Figure 5. The success with which information packets are relayed from nodes placed at different locations within a container to a node located on the outside locking bar of the same container is shown.
In the second case, the nodes within an adjacent container (call it container B) must relay their signals to the node mounted on container A's outside locking bar. Measurements were made for this scenario with the container B nodes shifted among positions 1–6, and these results are shown in Figure 6.
Figure 6. Packet transmission from a node placed within a container (B) to the node located on the outside locking bar of an adjacent container (A) is shown.
For nodes located within containers A and B, measurements of packet transmission rates are much more problematic. The actual transmission rate values are calculated on the measurement PC, which has a node in communication with the locking bar node. In trying to ascertain how a node located at site B2 (position 2 within container B) and a node at A3 performed, the nodes may have an operating channel directly to the locking bar node. The beauty of the mesh topology is revealed, for the packet will attempt both paths, with the measurement PC recording the values for the best one. Therefore we used a slightly different step for direct intercontainer packet transmission: The measurement PC was placed within one container, while nodes were located at various positions within the adjacent container. The results are shown in Figure 7.
Figure 7. Intercontainer packet transmission is shown. As opposed to the prior measurements, in this case the measurement PC and its associated node were placed within container A (at location 5), while another node was placed at locations 1–6 within container B.
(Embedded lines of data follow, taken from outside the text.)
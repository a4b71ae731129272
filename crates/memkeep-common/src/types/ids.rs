//! Identifier types for memkeep.
//!
//! Block ids are handed out by the allocator in strictly increasing order
//! and are never reused while the process runs. Offsets may be recycled by
//! compaction; ids may not.

use serde::{Deserialize, Serialize};
use std::fmt;

/// Block identifier - names one allocation in the arena.
///
/// Callers never see arena addresses, only these ids, so compaction can move
/// bytes without invalidating anything a caller holds.
///
/// # Example
///
/// ```rust
/// use memkeep_common::types::BlockId;
///
/// let id = BlockId::new(42);
/// assert_eq!(id.as_u64(), 42);
/// assert!(!id.is_null());
/// assert!(BlockId::NULL.is_null());
/// ```
#[derive(Clone, Copy, PartialEq, Eq, PartialOrd, Ord, Hash, Default, Serialize, Deserialize)]
#[repr(transparent)]
pub struct BlockId(u64);

impl BlockId {
    /// The null id. Never refers to a block and never carries a reference count.
    pub const NULL: Self = Self(0);

    /// First id handed out by a fresh manager.
    pub const FIRST: Self = Self(1);

    /// Creates a new `BlockId` from a raw u64 value.
    #[inline]
    #[must_use]
    pub const fn new(id: u64) -> Self {
        Self(id)
    }

    /// Returns the raw u64 value.
    #[inline]
    #[must_use]
    pub const fn as_u64(self) -> u64 {
        self.0
    }

    /// Returns the next id.
    #[inline]
    #[must_use]
    pub const fn next(self) -> Self {
        Self(self.0.saturating_add(1))
    }

    /// Returns true for the null id.
    #[inline]
    #[must_use]
    pub const fn is_null(self) -> bool {
        self.0 == Self::NULL.0
    }

    /// Creates a `BlockId` from little-endian bytes.
    #[inline]
    #[must_use]
    pub fn from_le_bytes(bytes: [u8; 8]) -> Self {
        Self(u64::from_le_bytes(bytes))
    }

    /// Converts to little-endian bytes.
    #[inline]
    #[must_use]
    pub fn to_le_bytes(self) -> [u8; 8] {
        self.0.to_le_bytes()
    }
}

impl fmt::Debug for BlockId {
    fn fmt(&self, f: &mut fmt::Formatter<'_>) -> fmt::Result {
        if self.is_null() {
            write!(f, "BlockId(NULL)")
        } else {
            write!(f, "BlockId({})", self.0)
        }
    }
}

impl fmt::Display for BlockId {
    fn fmt(&self, f: &mut fmt::Formatter<'_>) -> fmt::Result {
        write!(f, "{}", self.0)
    }
}

impl From<u64> for BlockId {
    #[inline]
    fn from(id: u64) -> Self {
        Self::new(id)
    }
}

impl From<BlockId> for u64 {
    #[inline]
    fn from(id: BlockId) -> Self {
        id.0
    }
}

#[cfg(test)]
mod tests {
    use super::*;

    #[test]
    fn test_block_id_basics() {
        let id = BlockId::new(7);
        assert_eq!(id.as_u64(), 7);
        assert_eq!(id.next(), BlockId::new(8));
        assert!(!id.is_null());
        assert_eq!(BlockId::FIRST.as_u64(), 1);
    }

    #[test]
    fn test_null_id() {
        assert!(BlockId::NULL.is_null());
        assert_eq!(BlockId::default(), BlockId::NULL);
        assert_eq!(format!("{:?}", BlockId::NULL), "BlockId(NULL)");
    }

    #[test]
    fn test_next_saturates() {
        let max = BlockId::new(u64::MAX);
        assert_eq!(max.next(), max);
    }

    #[test]
    fn test_byte_conversion() {
        let id = BlockId::new(0x0102_0304_0506_0708);
        assert_eq!(BlockId::from_le_bytes(id.to_le_bytes()), id);
        assert_eq!(id.to_le_bytes()[0], 0x08);
    }

    #[test]
    fn test_display_and_conversions() {
        let id: BlockId = 99u64.into();
        assert_eq!(id.to_string(), "99");
        let raw: u64 = id.into();
        assert_eq!(raw, 99);
    }

    #[test]
    fn test_ordering() {
        assert!(BlockId::new(1) < BlockId::new(2));
        assert!(BlockId::NULL < BlockId::FIRST);
    }
}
Mesh-networked wireless sensor systems promise to provide users with an easy way to deploy nodes in various physical environments. There are significant channel and logistical problems presented by radios broadcasting information out of a metal cargo container. One method to increase the probability of successful transmission, without increasing actual transmitted power with its associated increased power consumption, is to rely on the mesh to relay the signal to the destination. Regardless of the situation, the scenario begins with getting a reasonable level of packet transmission out of the container, a situation that may be optimized through the node placement within the container. Measurements have been performed for nodes placed at different locations within a container and relaying the message to other nodes. The nodes used are 802.15.4 compliant and operate in the 2.4 GHz region. While physics suggests a lower frequency range be used, the 2.4 GHz band is (essentially) available worldwide.
As the results show, successful establishment of a reliable wireless mesh network dictates overall system performance. The issues associated with node power management lead to a tradeoff. You can either place multiple RF nodes within each container (allowing for lower radiated power and the accompanying lower power consumption, but carrying the penalty of extra cost and installation/maintenance complexity because there are more nodes present), or you can have a higher radiated power per node. Answers to these issues lie outside the realm of wireless network engineering. What our measurements show is that the optimal placement, at least for the many different ISO-compliant containers used, is to attach nodes to the container's ceiling, centered (side to side), and ~11% (of the container's length) from each end.